::: Material for this exercise

//! Energy Counters - Cumulative hardware energy readings
//!
//! On Linux, Intel RAPL exposes per-domain cumulative microjoule counters
//! under `/sys/class/powercap`. Counters wrap at `max_energy_range_uj`.

use crate::error::{CarbonQueryError, Result};
use std::fs;
use std::path::{Path, PathBuf};
use tracing::{debug, info};

pub const POWERCAP_ROOT: &str = "/sys/class/powercap";

/// One energy domain at one instant
#[derive(Debug, Clone, PartialEq, Eq)]
pub struct DomainReading {
    pub name: String,
    pub energy_uj: u64,

    /// Value at which the counter wraps back to zero
    pub max_range_uj: u64,
}

/// All domains of a counter at one instant
#[derive(Debug, Clone, PartialEq, Eq, Default)]
pub struct EnergySnapshot {
    pub domains: Vec<DomainReading>,
}

impl EnergySnapshot {
    /// Joules consumed between `earlier` and this snapshot, summed over domains
    pub fn joules_since(&self, earlier: &EnergySnapshot) -> f64 {
        let micro: u128 = self
            .domains
            .iter()
            .filter_map(|now| {
                earlier
                    .domains
                    .iter()
                    .find(|before| before.name == now.name)
                    .map(|before| counter_delta(before.energy_uj, now.energy_uj, now.max_range_uj))
            })
            .sum();
        micro as f64 / 1_000_000.0
    }
}

/// Delta of a wrapping counter
fn counter_delta(before: u64, after: u64, max_range: u64) -> u128 {
    if after >= before {
        u128::from(after - before)
    } else {
        u128::from(max_range.saturating_sub(before)) + u128::from(after)
    }
}

/// Source of cumulative energy readings
pub trait EnergyCounter: Send + Sync {
    /// Backend name recorded as measurement provenance
    fn name(&self) -> &'static str;

    /// Whether readings are modelled rather than read from hardware
    fn is_estimate(&self) -> bool {
        false
    }

    fn snapshot(&self) -> Result<EnergySnapshot>;
}

#[derive(Debug, Clone)]
struct RaplDomain {
    name: String,
    dir: PathBuf,
    max_range_uj: u64,
}

/// Package + DRAM counters from the powercap sysfs tree
#[derive(Debug, Clone)]
pub struct RaplCounter {
    domains: Vec<RaplDomain>,
}

impl RaplCounter {
    /// Discover readable RAPL domains, `None` if there are none
    pub fn detect() -> Option<Self> {
        Self::detect_in(Path::new(POWERCAP_ROOT))
    }

    pub fn detect_in(root: &Path) -> Option<Self> {
        let entries = fs::read_dir(root).ok()?;

        let mut packages: Vec<PathBuf> = entries
            .filter_map(|e| e.ok())
            .map(|e| e.path())
            .filter(|p| {
                p.file_name()
                    .and_then(|n| n.to_str())
                    .map(is_package_zone)
                    .unwrap_or(false)
            })
            .collect();
        packages.sort();

        let mut domains = Vec::new();
        for package in packages {
            if let Some(domain) = read_domain(&package) {
                domains.push(domain);
            }
            domains.extend(dram_subdomains(&package));
        }

        if domains.is_empty() {
            debug!("No readable RAPL domains under {}", root.display());
            return None;
        }

        info!(
            "Energy profiling: using Intel RAPL ({})",
            domains.iter().map(|d| d.name.as_str()).collect::<Vec<_>>().join(", ")
        );
        Some(Self { domains })
    }

    pub fn domain_names(&self) -> Vec<String> {
        self.domains.iter().map(|d| d.name.clone()).collect()
    }
}

impl EnergyCounter for RaplCounter {
    fn name(&self) -> &'static str {
        "intel_rapl"
    }

    fn snapshot(&self) -> Result<EnergySnapshot> {
        let domains = self
            .domains
            .iter()
            .map(|d| {
                Ok(DomainReading {
                    name: d.name.clone(),
                    energy_uj: read_u64(&d.dir.join("energy_uj"))?,
                    max_range_uj: d.max_range_uj,
                })
            })
            .collect::<Result<Vec<_>>>()?;
        Ok(EnergySnapshot { domains })
    }
}

/// `intel-rapl:0` is a package zone, `intel-rapl:0:1` is a subzone
fn is_package_zone(name: &str) -> bool {
    name.strip_prefix("intel-rapl:")
        .map(|rest| !rest.is_empty() && !rest.contains(':'))
        .unwrap_or(false)
}

fn read_domain(dir: &Path) -> Option<RaplDomain> {
    let label = fs::read_to_string(dir.join("name")).ok()?.trim().to_string();
    // unreadable counters (permission denied) are skipped
    read_u64(&dir.join("energy_uj")).ok()?;
    let max_range_uj = read_u64(&dir.join("max_energy_range_uj")).unwrap_or(u64::MAX);
    let zone = dir.file_name()?.to_string_lossy().to_string();

    Some(RaplDomain {
        name: format!("{}/{}", zone, label),
        dir: dir.to_path_buf(),
        max_range_uj,
    })
}

fn dram_subdomains(package: &Path) -> Vec<RaplDomain> {
    let entries = match fs::read_dir(package) {
        Ok(entries) => entries,
        Err(_) => return Vec::new(),
    };

    let mut subdomains: Vec<RaplDomain> = entries
        .filter_map(|e| e.ok())
        .map(|e| e.path())
        .filter(|p| p.is_dir())
        .filter_map(|p| read_domain(&p))
        .filter(|d| d.name.ends_with("/dram"))
        .collect();
    subdomains.sort_by(|a, b| a.name.cmp(&b.name));
    subdomains
}

fn read_u64(path: &Path) -> Result<u64> {
    let raw = fs::read_to_string(path)?;
    raw.trim().parse::<u64>().map_err(|e| {
        CarbonQueryError::Profiling(format!("Invalid counter value in {}: {}", path.display(), e))
    })
}

#[cfg(test)]
mod tests {
    use super::*;

    fn reading(name: &str, energy_uj: u64, max_range_uj: u64) -> DomainReading {
        DomainReading {
            name: name.to_string(),
            energy_uj,
            max_range_uj,
        }
    }

    #[test]
    fn test_delta_sums_matching_domains() {
        let before = EnergySnapshot {
            domains: vec![reading("pkg", 1_000_000, u64::MAX), reading("dram", 500_000, u64::MAX)],
        };
        let after = EnergySnapshot {
            domains: vec![reading("pkg", 3_500_000, u64::MAX), reading("dram", 1_000_000, u64::MAX)],
        };
        assert!((after.joules_since(&before) - 3.0).abs() < 1e-12);
    }

    #[test]
    fn test_delta_handles_wraparound() {
        let before = EnergySnapshot {
            domains: vec![reading("pkg", 9_000_000, 10_000_000)],
        };
        let after = EnergySnapshot {
            domains: vec![reading("pkg", 500_000, 10_000_000)],
        };
        assert!((after.joules_since(&before) - 1.5).abs() < 1e-12);
    }

    #[test]
    fn test_package_zone_names() {
        assert!(is_package_zone("intel-rapl:0"));
        assert!(is_package_zone("intel-rapl:1"));
        assert!(!is_package_zone("intel-rapl:0:2"));
        assert!(!is_package_zone("intel-rapl:"));
        assert!(!is_package_zone("dtpm"));
    }

    #[test]
    fn test_detect_in_fake_sysfs_tree() {
        let root = std::env::temp_dir().join(format!("carbon-query-rapl-{}", uuid::Uuid::new_v4()));
        let package = root.join("intel-rapl:0");
        let dram = package.join("intel-rapl:0:1");
        let core = package.join("intel-rapl:0:0");
        for (dir, name, energy) in [(&package, "package-0", "1000"), (&dram, "dram", "200"), (&core, "core", "50")] {
            fs::create_dir_all(dir).unwrap();
            fs::write(dir.join("name"), format!("{}\n", name)).unwrap();
            fs::write(dir.join("energy_uj"), energy).unwrap();
            fs::write(dir.join("max_energy_range_uj"), "262143328850").unwrap();
        }

        let counter = RaplCounter::detect_in(&root).unwrap();
        assert_eq!(
            counter.domain_names(),
            vec!["intel-rapl:0/package-0".to_string(), "intel-rapl:0:1/dram".to_string()]
        );

        let first = counter.snapshot().unwrap();
        fs::write(package.join("energy_uj"), "3001000").unwrap();
        let second = counter.snapshot().unwrap();
        assert!((second.joules_since(&first) - 3.0).abs() < 1e-12);

        fs::remove_dir_all(&root).unwrap();
    }

    #[test]
    fn test_detect_in_missing_root() {
        assert!(RaplCounter::detect_in(Path::new("/definitely/not/powercap")).is_none());
    }
}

::::::

Activity: For every line of the data above that contains "false", copy that line.

Exercise solution:
        false
                    .unwrap_or(false)
        .unwrap_or(false)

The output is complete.